— Exercise goal —
Search the material for the string "SignalingPhase" and copy each line where it occurs.
....
use crate::registry::binding::ConnectionHandle;
use consult_core::{ConnectionId, ParticipantId, SessionId, SignalEnvelope, SignalingError};
use tokio::sync::oneshot;

/// Commands processed by a session actor, one at a time.
#[derive(Debug)]
pub(crate) enum SessionCommand {
    /// Add (or re-bind) a participant on the given connection.
    Join {
        participant: ParticipantId,
        connection: ConnectionHandle,
        reply: oneshot::Sender<Result<JoinOutcome, SignalingError>>,
    },

    /// Forward an envelope whose sender was resolved by the registry.
    Relay {
        from: ConnectionId,
        envelope: SignalEnvelope,
        reply: oneshot::Sender<Result<RelayOutcome, SignalingError>>,
    },

    /// Drop a participant, if `connection` is still its live binding.
    Leave {
        participant: ParticipantId,
        connection: ConnectionId,
        reason: LeaveReason,
        reply: oneshot::Sender<Option<LeaveOutcome>>,
    },

    Members {
        reply: oneshot::Sender<Vec<ParticipantId>>,
    },
}

#[derive(Debug, Clone, PartialEq, Eq)]
pub struct JoinOutcome {
    pub session_id: SessionId,
    /// Member count after the join.
    pub members: usize,
    /// Everyone else currently in the session.
    pub peers: Vec<ParticipantId>,
    /// Earlier connection of the same identity that this join replaced.
    pub superseded: Option<ConnectionId>,
}

#[derive(Debug, Clone, Copy, PartialEq, Eq)]
pub struct RelayOutcome {
    pub delivered: usize,
}

#[derive(Debug, Clone, PartialEq, Eq)]
pub struct LeaveOutcome {
    pub session_id: SessionId,
    pub participant: ParticipantId,
    pub remaining: usize,
}

#[derive(Debug, Clone, Copy, PartialEq, Eq)]
pub enum LeaveReason {
    /// The transport closed.
    Disconnected,
    /// The client sent `leave_session`.
    Requested,
    /// The same connection joined a different session.
    Moved,
}
use crate::error::SignalingError;
use crate::model::identifier::{IdentifierKind, validate};
use serde::{Deserialize, Serialize};
use std::fmt;

/// Identity of one consultation party (clinician or patient), issued by the
/// external identity provider.
#[derive(Debug, Serialize, Deserialize, Clone, Hash, Eq, PartialEq, PartialOrd, Ord)]
#[serde(try_from = "String", into = "String")]
pub struct ParticipantId(String);

impl ParticipantId {
    pub fn parse(raw: impl AsRef<str>) -> Result<Self, SignalingError> {
        validate(IdentifierKind::Participant, raw.as_ref()).map(Self)
    }

    pub fn as_str(&self) -> &str {
        &self.0
    }
}

impl TryFrom<String> for ParticipantId {
    type Error = SignalingError;

    fn try_from(s: String) -> Result<Self, Self::Error> {
        Self::parse(s)
    }
}

impl TryFrom<&str> for ParticipantId {
    type Error = SignalingError;

    fn try_from(s: &str) -> Result<Self, Self::Error> {
        Self::parse(s)
    }
}

impl From<ParticipantId> for String {
    fn from(id: ParticipantId) -> Self {
        id.0
    }
}

impl fmt::Display for ParticipantId {
    fn fmt(&self, f: &mut fmt::Formatter<'_>) -> fmt::Result {
        f.write_str(&self.0)
    }
}
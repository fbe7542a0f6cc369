use async_trait::async_trait;
use consult_core::{CandidatePayload, DescriptionPayload};
use std::sync::Arc;
use tokio::sync::mpsc;

use crate::error::EngineError;
use crate::orchestrator::media::{LocalTrack, TrackKind};

#[derive(Debug, Clone, Copy, PartialEq, Eq)]
pub enum DescriptionKind {
    Offer,
    Answer,
}

/// Media-path state as reported by the engine.
#[derive(Debug, Clone, Copy, PartialEq, Eq)]
pub enum Connectivity {
    New,
    Connecting,
    Connected,
    Disconnected,
    Failed,
    Closed,
}

#[derive(Debug, Clone, PartialEq, Eq)]
pub struct RemoteTrackInfo {
    pub id: String,
    pub stream_id: String,
    pub kind: TrackKind,
}

/// What an engine reports back to its owner.
#[derive(Debug, Clone, PartialEq, Eq)]
pub enum EngineEvent {
    LocalCandidate(CandidatePayload),
    RemoteTrack(RemoteTrackInfo),
    Connectivity(Connectivity),
    NegotiationNeeded,
}

/// Where an engine sends its events. Every event carries the generation
/// of the engine that produced it, so events from a replaced engine can
/// be told apart.
#[derive(Debug, Clone)]
pub struct EngineEventSink {
    generation: u64,
    tx: mpsc::UnboundedSender<(u64, EngineEvent)>,
}

impl EngineEventSink {
    pub fn new(generation: u64, tx: mpsc::UnboundedSender<(u64, EngineEvent)>) -> Self {
        Self { generation, tx }
    }

    pub fn generation(&self) -> u64 {
        self.generation
    }

    /// Dropped silently once the owner is gone.
    pub fn emit(&self, event: EngineEvent) {
        let _ = self.tx.send((self.generation, event));
    }
}

/// One peer connection's offer/answer and ICE machinery.
#[async_trait]
pub trait NegotiationEngine: Send + Sync {
    async fn add_track(&self, track: &LocalTrack) -> Result<(), EngineError>;

    /// Creates an offer and applies it as the local description.
    async fn create_offer(&self) -> Result<DescriptionPayload, EngineError>;

    /// Creates an answer to the applied remote offer and applies it locally.
    async fn create_answer(&self) -> Result<DescriptionPayload, EngineError>;

    async fn set_remote_description(
        &self,
        kind: DescriptionKind,
        description: DescriptionPayload,
    ) -> Result<(), EngineError>;

    async fn add_ice_candidate(&self, candidate: CandidatePayload) -> Result<(), EngineError>;

    async fn close(&self) -> Result<(), EngineError>;
}

#[async_trait]
pub trait EngineFactory: Send + Sync + 'static {
    async fn create(
        &self,
        events: EngineEventSink,
    ) -> Result<Arc<dyn NegotiationEngine>, EngineError>;
}
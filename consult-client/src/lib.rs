mod config;
mod error;
mod fallback;
pub mod orchestrator;
pub mod signaling;

pub use config::{OrchestratorConfig, SignalingClientConfig, TransportConfig};
pub use error::{ClientError, EngineError, MediaError, OrchestratorError};
pub use fallback::first_success;
pub use signaling::{JoinAck, SignalingClient};
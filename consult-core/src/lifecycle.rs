use crate::model::SessionId;
use async_trait::async_trait;

/// Notifications for the external consultation store / UI. Both hooks
/// default to no-ops so implementors only override what they track.
#[async_trait]
pub trait SessionLifecycle: Send + Sync + 'static {
    async fn on_session_started(&self, _session_id: &SessionId) {}

    async fn on_session_ended(&self, _session_id: &SessionId) {}
}

#[derive(Debug, Default, Clone, Copy)]
pub struct NoopLifecycle;

#[async_trait]
impl SessionLifecycle for NoopLifecycle {}
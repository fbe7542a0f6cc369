use consult_core::{
    CandidatePayload, ParticipantId, SessionId, SessionLifecycle, SignalEnvelope, SignalKind,
};
use serde::Serialize;
use std::collections::VecDeque;
use std::future::Future;
use std::sync::Arc;
use std::time::Duration;
use tokio::sync::{mpsc, oneshot, watch};
use tokio::time::{Instant, sleep_until};
use tracing::{debug, error, info, warn};

use crate::config::OrchestratorConfig;
use crate::error::{ClientError, EngineError, MediaError};
use crate::fallback::first_success;
use crate::orchestrator::directory::{NegotiationRole, SessionDirectory};
use crate::orchestrator::engine::{
    Connectivity, DescriptionKind, EngineEvent, EngineEventSink, EngineFactory, NegotiationEngine,
};
use crate::orchestrator::events::{FailureReason, OrchestratorEvent, Phase};
use crate::orchestrator::handle::{Command, OrchestratorHandle};
use crate::orchestrator::media::{LocalMedia, LocalTrack, MediaSource, MediaTier};
use crate::orchestrator::negotiation::SignalingPhase;
use crate::signaling::SignalingClient;

/// Everything the orchestrator talks to.
pub struct OrchestratorDeps {
    pub signaling: SignalingClient,
    pub media: Arc<dyn MediaSource>,
    pub engines: Arc<dyn EngineFactory>,
    pub directory: Arc<dyn SessionDirectory>,
    pub lifecycle: Arc<dyn SessionLifecycle>,
}

#[derive(Debug)]
enum SignalingEvent {
    UserJoined(ParticipantId),
    UserLeft(ParticipantId),
    Signal(SignalEnvelope),
    Error(ClientError),
}

/// Drives one participant's side of a two-party call: media, the
/// negotiation engine, the relay connection and recovery. Runs as a single
/// task; commands, relay events, engine events and timers are handled one
/// at a time in arrival order.
pub struct PeerOrchestrator {
    session_id: SessionId,
    config: OrchestratorConfig,
    deps: OrchestratorDeps,

    phase_tx: watch::Sender<Phase>,
    events_tx: mpsc::UnboundedSender<OrchestratorEvent>,
    command_rx: mpsc::Receiver<Command>,
    engine_tx: mpsc::UnboundedSender<(u64, EngineEvent)>,
    engine_rx: mpsc::UnboundedReceiver<(u64, EngineEvent)>,
    signaling_tx: mpsc::UnboundedSender<(u64, SignalingEvent)>,
    signaling_rx: mpsc::UnboundedReceiver<(u64, SignalingEvent)>,

    me: Option<ParticipantId>,
    remote: Option<ParticipantId>,
    role: Option<NegotiationRole>,
    media: LocalMedia,
    engine: Option<Arc<dyn NegotiationEngine>>,
    engine_generation: u64,
    signaling_epoch: u64,
    negotiation: SignalingPhase,
    /// Candidates the engine refused while a description was in place.
    /// Retried on the next remote description.
    retry_candidates: VecDeque<CandidatePayload>,
    /// An offer that arrived mid-exchange, with the time it is applied
    /// regardless.
    deferred_offer: Option<(SignalEnvelope, Instant)>,
    renegotiate: bool,
    setup_deadline: Option<Instant>,
    recovery_at: Option<Instant>,
    recoveries: u32,
    session_started: bool,
    /// Commands that arrived while a setup step was pending.
    queued_commands: VecDeque<Command>,
    stopping: bool,
    shutdown_acks: Vec<oneshot::Sender<()>>,
}
use consult_client::ClientError;
use consult_client::orchestrator::{FailureReason, NegotiationRole, OrchestratorEvent, Phase};
use consult_client::signaling::Anonymous;
use std::sync::Arc;
use std::time::Duration;
use tokio::time::timeout;

use crate::integration::{create_test_service, init_tracing};
use crate::utils::{MockEngineFactory, ParticipantSetup, TestParticipant, WAIT, fast_config};

#[tokio::test]
async fn test_missing_engine_is_terminal() {
    init_tracing();
    let service = create_test_service();

    let doc = TestParticipant::start_with(
        &service,
        "room-123",
        "doc-1",
        ParticipantSetup {
            engines: MockEngineFactory::unavailable(),
            ..ParticipantSetup::new(NegotiationRole::Initiator)
        },
    )
    .await;

    let phase = timeout(
        WAIT,
        doc.handle
            .wait_for(|p| matches!(p, Phase::Failed(FailureReason::EngineUnavailable(_)))),
    )
    .await
    .expect("fails in time");
    assert!(phase.is_ok());
    assert!(doc.media.issued().iter().all(|t| t.is_stopped()));
    assert!(!doc.signaling.is_connected().await);
}

#[tokio::test]
async fn test_unauthenticated_user_cannot_join() {
    init_tracing();
    let service = create_test_service();

    let doc = TestParticipant::start_with(
        &service,
        "room-123",
        "doc-1",
        ParticipantSetup {
            identity: Some(Arc::new(Anonymous)),
            ..ParticipantSetup::new(NegotiationRole::Initiator)
        },
    )
    .await;

    doc.wait_for_phase(Phase::Failed(FailureReason::Signaling(
        ClientError::AuthRequired,
    )))
    .await;
    assert_eq!(service.registry().session_count(), 0);
}

#[tokio::test]
async fn test_slow_setup_is_reported_without_failing() {
    init_tracing();
    let service = create_test_service();

    let mut doc = TestParticipant::start_with(
        &service,
        "room-123",
        "doc-1",
        ParticipantSetup {
            config: consult_client::OrchestratorConfig {
                setup_timeout: Duration::from_millis(100),
                ..fast_config()
            },
            ..ParticipantSetup::new(NegotiationRole::Initiator)
        },
    )
    .await;

    doc.wait_for_event(|e| *e == OrchestratorEvent::SlowSetup)
        .await;
    assert_eq!(doc.handle.phase(), Phase::Negotiating);
}
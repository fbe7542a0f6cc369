use async_trait::async_trait;
use consult_core::{ParticipantId, SessionId};

/// Resolves who the local user is in a given session. `None` means the
/// user is not authenticated for it.
#[async_trait]
pub trait IdentityProvider: Send + Sync + 'static {
    async fn identity_for(&self, session_id: &SessionId) -> Option<ParticipantId>;
}

/// Always answers with the same identity.
#[derive(Debug, Clone)]
pub struct StaticIdentity(pub ParticipantId);

#[async_trait]
impl IdentityProvider for StaticIdentity {
    async fn identity_for(&self, _session_id: &SessionId) -> Option<ParticipantId> {
        Some(self.0.clone())
    }
}

/// No signed-in user.
#[derive(Debug, Clone, Copy, Default)]
pub struct Anonymous;

#[async_trait]
impl IdentityProvider for Anonymous {
    async fn identity_for(&self, _session_id: &SessionId) -> Option<ParticipantId> {
        None
    }
}
mod directory;
mod engine;
mod events;
mod handle;
mod media;
mod negotiation;
mod peer_orchestrator;
mod rtc_engine;

pub use directory::{NegotiationRole, SessionDirectory};
pub use engine::{
    Connectivity, DescriptionKind, EngineEvent, EngineEventSink, EngineFactory, NegotiationEngine,
    RemoteTrackInfo,
};
pub use events::{FailureReason, OrchestratorEvent, Phase};
pub use handle::OrchestratorHandle;
pub use media::{CaptureTrack, LocalMedia, LocalTrack, MediaSource, MediaTier, TrackKind};
pub use peer_orchestrator::{OrchestratorDeps, PeerOrchestrator};
pub use rtc_engine::{RtcEngine, RtcEngineFactory};
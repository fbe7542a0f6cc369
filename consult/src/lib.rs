pub use consult_core::{ParticipantId, SessionId, SignalingError};

pub mod model {
    pub use consult_core::model::*;
}

pub mod lifecycle {
    pub use consult_core::lifecycle::*;
}

#[cfg(feature = "server")]
pub mod server {
    pub use consult_server::*;
}

#[cfg(feature = "client")]
pub mod client {
    pub use consult_client::*;
}
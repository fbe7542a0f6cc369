use consult_core::SignalKind;
use consult_server::RegistryConfig;

use crate::integration::{create_test_service_with, init_tracing};
use crate::utils::{TestConnection, candidate};

#[tokio::test]
async fn test_untargeted_signal_reaches_every_other_member() {
    init_tracing();
    let (service, _) = create_test_service_with(RegistryConfig {
        max_members: None,
        ..RegistryConfig::default()
    });

    let mut members = Vec::new();
    for name in ["doc-1", "pat-1", "nurse-1", "interp-1"] {
        let mut conn = TestConnection::open(&service);
        conn.join("room-123", name).await.expect("join");
        members.push(conn);
    }

    members[0].signal(candidate("room-123", "doc-1", 7));

    for conn in members.iter_mut().skip(1) {
        let envelope = conn.next_signal().await.expect("broadcast delivered");
        assert_eq!(envelope.kind, SignalKind::Candidate);
        assert_eq!(envelope.sender_id.as_str(), "doc-1");
    }

    assert!(members[0].is_silent().await, "never echoed to the sender");
}

#[tokio::test]
async fn test_broadcast_stays_inside_the_session() {
    init_tracing();
    let (service, _) = create_test_service_with(RegistryConfig::default());

    let mut doc = TestConnection::open(&service);
    let mut pat = TestConnection::open(&service);
    let mut other = TestConnection::open(&service);

    doc.join("room-123", "doc-1").await.expect("doc joins");
    pat.join("room-123", "pat-1").await.expect("pat joins");
    other.join("room-456", "doc-2").await.expect("other joins");

    doc.signal(candidate("room-123", "doc-1", 1));

    assert!(pat.next_signal().await.is_ok());
    assert!(other.is_silent().await);
}
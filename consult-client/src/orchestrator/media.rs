use async_trait::async_trait;
use std::fmt::Debug;
use std::sync::Arc;
use tracing::debug;

use crate::error::MediaError;

#[derive(Debug, Clone, Copy, PartialEq, Eq, Hash)]
pub enum TrackKind {
    Audio,
    Video,
}

/// Capture quality, best first. Acquisition walks down [`MediaTier::LADDER`]
/// until one succeeds.
#[derive(Debug, Clone, Copy, PartialEq, Eq, Hash)]
pub enum MediaTier {
    HdAudioVideo,
    SdAudioVideo,
    AudioOnly,
}

impl MediaTier {
    pub const LADDER: [MediaTier; 3] = [
        MediaTier::HdAudioVideo,
        MediaTier::SdAudioVideo,
        MediaTier::AudioOnly,
    ];

    /// Requested video size, or `None` for audio-only.
    pub fn video_resolution(&self) -> Option<(u32, u32)> {
        match self {
            MediaTier::HdAudioVideo => Some((1280, 720)),
            MediaTier::SdAudioVideo => Some((640, 480)),
            MediaTier::AudioOnly => None,
        }
    }
}

/// A live local capture track.
pub trait CaptureTrack: Send + Sync + Debug {
    fn id(&self) -> &str;
    fn kind(&self) -> TrackKind;
    /// Releases the device. Must tolerate repeated calls.
    fn stop(&self);
}

pub type LocalTrack = Arc<dyn CaptureTrack>;

/// Camera and microphone access.
#[async_trait]
pub trait MediaSource: Send + Sync + 'static {
    async fn acquire(&self, tier: MediaTier) -> Result<Vec<LocalTrack>, MediaError>;
}

/// Tracks currently owned by the orchestrator.
#[derive(Debug, Default, Clone)]
pub struct LocalMedia {
    /// Tier that succeeded, `None` when running receive-only.
    pub tier: Option<MediaTier>,
    pub tracks: Vec<LocalTrack>,
}

impl LocalMedia {
    pub fn receive_only() -> Self {
        Self::default()
    }

    pub fn has_video(&self) -> bool {
        self.tracks.iter().any(|t| t.kind() == TrackKind::Video)
    }

    pub fn stop_all(&mut self) {
        for track in self.tracks.drain(..) {
            debug!("Stopping local {:?} track {}", track.kind(), track.id());
            track.stop();
        }
        self.tier = None;
    }
}
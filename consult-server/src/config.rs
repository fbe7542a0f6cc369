use consult_core::IceServerConfig;
use std::net::SocketAddr;

/// Limits applied by the session registry.
#[derive(Debug, Clone)]
pub struct RegistryConfig {
    /// Distinct identities allowed per session. `None` leaves sessions
    /// uncapped; the negotiation side assumes exactly two media peers.
    pub max_members: Option<usize>,
    /// Capacity of each session actor's command queue.
    pub command_buffer: usize,
}

impl Default for RegistryConfig {
    fn default() -> Self {
        Self {
            max_members: Some(2),
            command_buffer: 100,
        }
    }
}

/// Settings for the relay process.
#[derive(Debug, Clone)]
pub struct RelayConfig {
    pub bind_addr: SocketAddr,
    /// Advertised to every client right after it connects.
    pub ice_servers: Vec<IceServerConfig>,
    pub registry: RegistryConfig,
}

impl Default for RelayConfig {
    fn default() -> Self {
        Self {
            bind_addr: SocketAddr::from(([0, 0, 0, 0], 3000)),
            ice_servers: vec![IceServerConfig {
                urls: vec!["stun:stun.l.google.com:19302".to_owned()],
                username: None,
                credential: None,
            }],
            registry: RegistryConfig::default(),
        }
    }
}
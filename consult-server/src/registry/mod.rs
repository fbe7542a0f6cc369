mod binding;
mod session;
mod session_command;
mod session_registry;

pub use binding::ConnectionHandle;
pub use session_command::{JoinOutcome, LeaveOutcome, LeaveReason, RelayOutcome};
pub use session_registry::SessionRegistry;
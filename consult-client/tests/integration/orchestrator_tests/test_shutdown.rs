use consult_client::OrchestratorError;
use consult_client::orchestrator::{NegotiationRole, OrchestratorEvent, Phase};
use consult_client::signaling::Connector;
use std::sync::Arc;
use std::time::Duration;
use tokio::time::timeout;

use crate::integration::{create_test_service, init_tracing};
use crate::utils::{
    HangingConnector, MockMediaSource, ParticipantSetup, TestParticipant, connected_pair,
    eventually, participant,
};

#[tokio::test]
async fn test_shutdown_releases_everything_once() {
    init_tracing();
    let service = create_test_service();

    let (doc, mut pat) = connected_pair(&service).await;
    assert!(eventually(|| doc.lifecycle.started() == 1).await);

    doc.handle.shutdown().await;
    doc.handle.shutdown().await;

    assert_eq!(doc.handle.phase(), Phase::Idle);
    assert_eq!(doc.lifecycle.ended(), 1);
    assert!(doc.engine().is_closed());
    assert!(doc.media.issued().iter().all(|t| t.is_stopped()));
    assert!(!doc.signaling.is_connected().await);

    let event = pat
        .wait_for_event(|e| matches!(e, OrchestratorEvent::PeerLeft(_)))
        .await;
    assert_eq!(event, OrchestratorEvent::PeerLeft(participant("doc-1")));

    assert!(matches!(
        doc.handle.start().await,
        Err(OrchestratorError::Stopped)
    ));
}

#[tokio::test]
async fn test_shutdown_interrupts_a_pending_join() {
    init_tracing();
    let service = create_test_service();
    let connector = Arc::new(HangingConnector::default());

    let doc = TestParticipant::start_with(
        &service,
        "room-123",
        "doc-1",
        ParticipantSetup {
            connector: Some(connector.clone() as Arc<dyn Connector>),
            ..ParticipantSetup::new(NegotiationRole::Initiator)
        },
    )
    .await;

    doc.wait_for_phase(Phase::Negotiating).await;
    assert!(eventually(|| connector.opens() == 1).await);

    let stopped = timeout(Duration::from_secs(1), doc.handle.shutdown()).await;
    assert!(stopped.is_ok(), "shutdown waited on the relay");

    assert_eq!(doc.handle.phase(), Phase::Idle);
    assert!(doc.engine().is_closed());
    assert!(doc.media.issued().iter().all(|t| t.is_stopped()));
    assert!(!doc.signaling.is_connected().await);
    assert_eq!(doc.lifecycle.ended(), 0);

    // A second call finds the orchestrator already gone.
    doc.handle.shutdown().await;
}

#[tokio::test]
async fn test_shutdown_interrupts_media_acquisition() {
    init_tracing();
    let service = create_test_service();

    let doc = TestParticipant::start_with(
        &service,
        "room-123",
        "doc-1",
        ParticipantSetup {
            media: MockMediaSource::stalled(),
            ..ParticipantSetup::new(NegotiationRole::Initiator)
        },
    )
    .await;

    doc.wait_for_phase(Phase::AcquiringMedia).await;
    assert!(eventually(|| doc.media.attempts().len() == 1).await);

    let stopped = timeout(Duration::from_secs(1), doc.handle.shutdown()).await;
    assert!(stopped.is_ok(), "shutdown waited on the capture prompt");

    assert_eq!(doc.handle.phase(), Phase::Idle);
    assert_eq!(doc.engines.created(), 0);
    assert!(!doc.signaling.is_connected().await);
    assert_eq!(service.registry().session_count(), 0);
}
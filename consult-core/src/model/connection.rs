use serde::{Deserialize, Serialize};
use std::fmt;
use uuid::Uuid;

/// Server-side handle for one live transport. A participant may reconnect
/// under a new `ConnectionId` while the old one is still being torn down.
#[derive(Debug, Serialize, Deserialize, Clone, Copy, Hash, Eq, PartialEq)]
pub struct ConnectionId(pub Uuid);

impl ConnectionId {
    pub fn new() -> Self {
        Self(Uuid::new_v4())
    }
}

impl Default for ConnectionId {
    fn default() -> Self {
        Self::new()
    }
}

impl fmt::Display for ConnectionId {
    fn fmt(&self, f: &mut fmt::Formatter<'_>) -> fmt::Result {
        write!(f, "{}", self.0)
    }
}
....
— Answer section —
use crate::orchestrator::negotiation::SignalingPhase;
    negotiation: SignalingPhase,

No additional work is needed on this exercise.